Scorned Pfizer Should Forget AstraZeneca and Buy Celgene Instead
AstraZeneca played hard to get and won, at least for now. The British pharmaceutical major this month rejected two nine-figure buyout offers from Pfizer, which now must wait at least three months before making any additional offers.
While it's never fun to be spurned, Pfizer investors may ultimately be better off with the deal that never happened, especially if the company shifts its attention to other targets, such as oncology and autoimmune giant Celgene.

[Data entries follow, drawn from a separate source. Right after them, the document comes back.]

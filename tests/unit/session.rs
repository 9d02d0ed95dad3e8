use super::*;
use crate::foundation::core::{Canvas, Fps};
use crate::mesh::SphereSpec;
use crate::sink::InMemorySink;

fn small_scene() -> SceneConfig {
    SceneConfig {
        canvas: Canvas {
            width: 32,
            height: 24,
        },
        fps: Fps::new(12, 1).unwrap(),
        duration_frames: 60,
        sphere: SphereSpec {
            radius: 1.0,
            width_segments: 16,
            height_segments: 12,
        },
        ..SceneConfig::default()
    }
}

fn range(start: u64, end: u64) -> FrameRange {
    FrameRange::new(FrameIndex(start), FrameIndex(end)).unwrap()
}

#[test]
fn new_rejects_invalid_scenes_and_zero_threads() {
    let mut cfg = small_scene();
    cfg.canvas.width = 0;
    assert!(RenderSession::new(&cfg, RenderSessionOpts::default()).is_err());

    let opts = RenderSessionOpts {
        parallel: true,
        threads: Some(0),
        ..RenderSessionOpts::default()
    };
    assert!(RenderSession::new(&small_scene(), opts).is_err());
}

#[test]
fn new_rejects_oversized_sphere_without_building_it() {
    let mut cfg = small_scene();
    cfg.sphere = SphereSpec {
        width_segments: u32::MAX,
        height_segments: 2,
        ..SphereSpec::default()
    };
    assert!(RenderSession::new(&cfg, RenderSessionOpts::default()).is_err());
}

#[test]
fn params_follow_the_timeline() {
    let s = RenderSession::new(&small_scene(), RenderSessionOpts::default()).unwrap();
    let first = s.params_at(FrameIndex(0));
    assert_eq!(first.time, 0.0);
    assert_eq!(first.morph_progress, 0.0);
    assert_eq!(first.petal_count, 6);

    let last = s.params_at(FrameIndex(59));
    assert!((last.time - 59.0 / 12.0).abs() < 1e-6);
    assert_eq!(last.morph_progress, 1.0);
}

#[test]
fn frames_outside_the_duration_are_rejected() {
    let s = RenderSession::new(&small_scene(), RenderSessionOpts::default()).unwrap();
    assert!(s.render_frame(FrameIndex(60)).is_err());
    assert!(s.deform_frame(FrameIndex(60)).is_err());
    let frame = s.render_frame(FrameIndex(59)).unwrap();
    assert_eq!((frame.width, frame.height), (32, 24));
    assert_eq!(frame.data.len(), 32 * 24 * 4);
}

#[test]
fn deform_frame_is_consistent_with_the_mesh() {
    let s = RenderSession::new(&small_scene(), RenderSessionOpts::default()).unwrap();
    let d = s.deform_frame(FrameIndex(30)).unwrap();
    let n = s.mesh().vertices.len();
    assert_eq!(d.positions.len(), n);
    assert_eq!(d.normals.len(), n);
    assert_eq!(d.uvs.len(), n);
    assert_eq!(d.petal_mask.len(), n);
    assert_eq!(d.center_mask.len(), n);
    assert_eq!(d.indices, s.mesh().indices);
    assert!((0.0..=1.0).contains(&d.progress));
    assert!(d.positions.iter().all(|p| p.is_finite()));
    assert!(
        d.normals
            .iter()
            .all(|v| (v.length() - 1.0).abs() < 1e-4)
    );
}

#[test]
fn render_range_streams_in_order_with_chunk_stats() {
    let opts = RenderSessionOpts {
        chunk_size: 5,
        ..RenderSessionOpts::default()
    };
    let s = RenderSession::new(&small_scene(), opts).unwrap();
    let mut sink = InMemorySink::new();
    let stats = s.render_range(range(10, 22), &mut sink).unwrap();

    assert_eq!(
        stats,
        RenderStats {
            frames_total: 12,
            chunks: 3
        }
    );
    assert!(sink.is_finished());
    let idx: Vec<u64> = sink.frames.iter().map(|(i, _)| i.0).collect();
    assert_eq!(idx, (10..22).collect::<Vec<_>>());
    assert_eq!(sink.frames[2].1, s.render_frame(FrameIndex(12)).unwrap());
}

#[test]
fn parallel_range_matches_sequential() {
    let seq = RenderSession::new(&small_scene(), RenderSessionOpts::default()).unwrap();
    let par = RenderSession::new(
        &small_scene(),
        RenderSessionOpts {
            parallel: true,
            threads: Some(3),
            chunk_size: 4,
        },
    )
    .unwrap();

    let mut a = InMemorySink::new();
    let mut b = InMemorySink::new();
    seq.render_range(range(0, 10), &mut a).unwrap();
    par.render_range(range(0, 10), &mut b).unwrap();
    assert_eq!(a.frames, b.frames);
}

#[test]
fn bad_ranges_are_rejected() {
    let s = RenderSession::new(&small_scene(), RenderSessionOpts::default()).unwrap();
    let mut sink = InMemorySink::new();
    assert!(s.render_range(range(3, 3), &mut sink).is_err());
    assert!(s.render_range(range(50, 61), &mut sink).is_err());
    assert!(sink.config().is_none());
}

#[test]
fn zero_chunk_size_renders_one_frame_per_chunk() {
    let opts = RenderSessionOpts {
        chunk_size: 0,
        ..RenderSessionOpts::default()
    };
    let s = RenderSession::new(&small_scene(), opts).unwrap();
    let mut sink = InMemorySink::new();
    let stats = s.render_range(range(0, 3), &mut sink).unwrap();
    assert_eq!(stats.chunks, 3);
}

Shifting attention to other oncology leaders
AstraZeneca's appeal stems in large part from its current and future oncology drugs. The company already markets cancer therapies accounting for more than $700 million in quarterly sales, and it has a host of promising oncology treatments in its pipeline, including Olaparib, an ovarian cancer drug under consideration by U.S. and European regulators.
Those products would fit nicely into Pfizer's oncology line, which includes fast-growing drugs such as Inlyta and Xalkori. Sales of those two drugs respectively grew 40% and 66% in the first quarter, generating a combined total of more than $170 million.
But AstraZeneca is far from the only player in oncology. For example, Celgene and its $62 billion market cap could prove more attractive to Pfizer.
Celgene's top-selling myeloma drug, Revlimid, generates more than $4 billion in sales per year and, pending some current patent issues being resolved, could offer solid patent protection until at least 2023 or 2024.
Additionally, expansion of Celgene's Abraxane label last fall to include pancreatic cancer has that drug positioned to post sales of nearly $1 billion this year. Celgene also markets Pomalyst, which was approved in 2013 to treat advanced multiple myeloma. Sales of Pomalyst surged 375% year over year to $135 million in the first quarter.
Celgene would also bring its newly approved autoimmune drug, Otezla. Otezla launched in the first quarter as a treatment for psoriatic arthritis, but it could win approval for the far larger psoriasis indication later this year. If so, Otezla could capture a greater share of the market from current blockbusters such as AbbVie's $10 billion-a-year Humira.
Otezla would bolster Pfizer's existing autoimmune drug, Xeljanz, which is approved as a treatment for rheumatoid arthritis. Xeljanz generated sales of $52 million in the first quarter, up from $11 million a year ago.
Combined, Celgene's product sales totaled $1.7 billion in the quarter, up nearly 20% from a year ago. That has Celgene telling investors to expect full-year sales of $7.5 billion, which would be a 15% increase from 2013.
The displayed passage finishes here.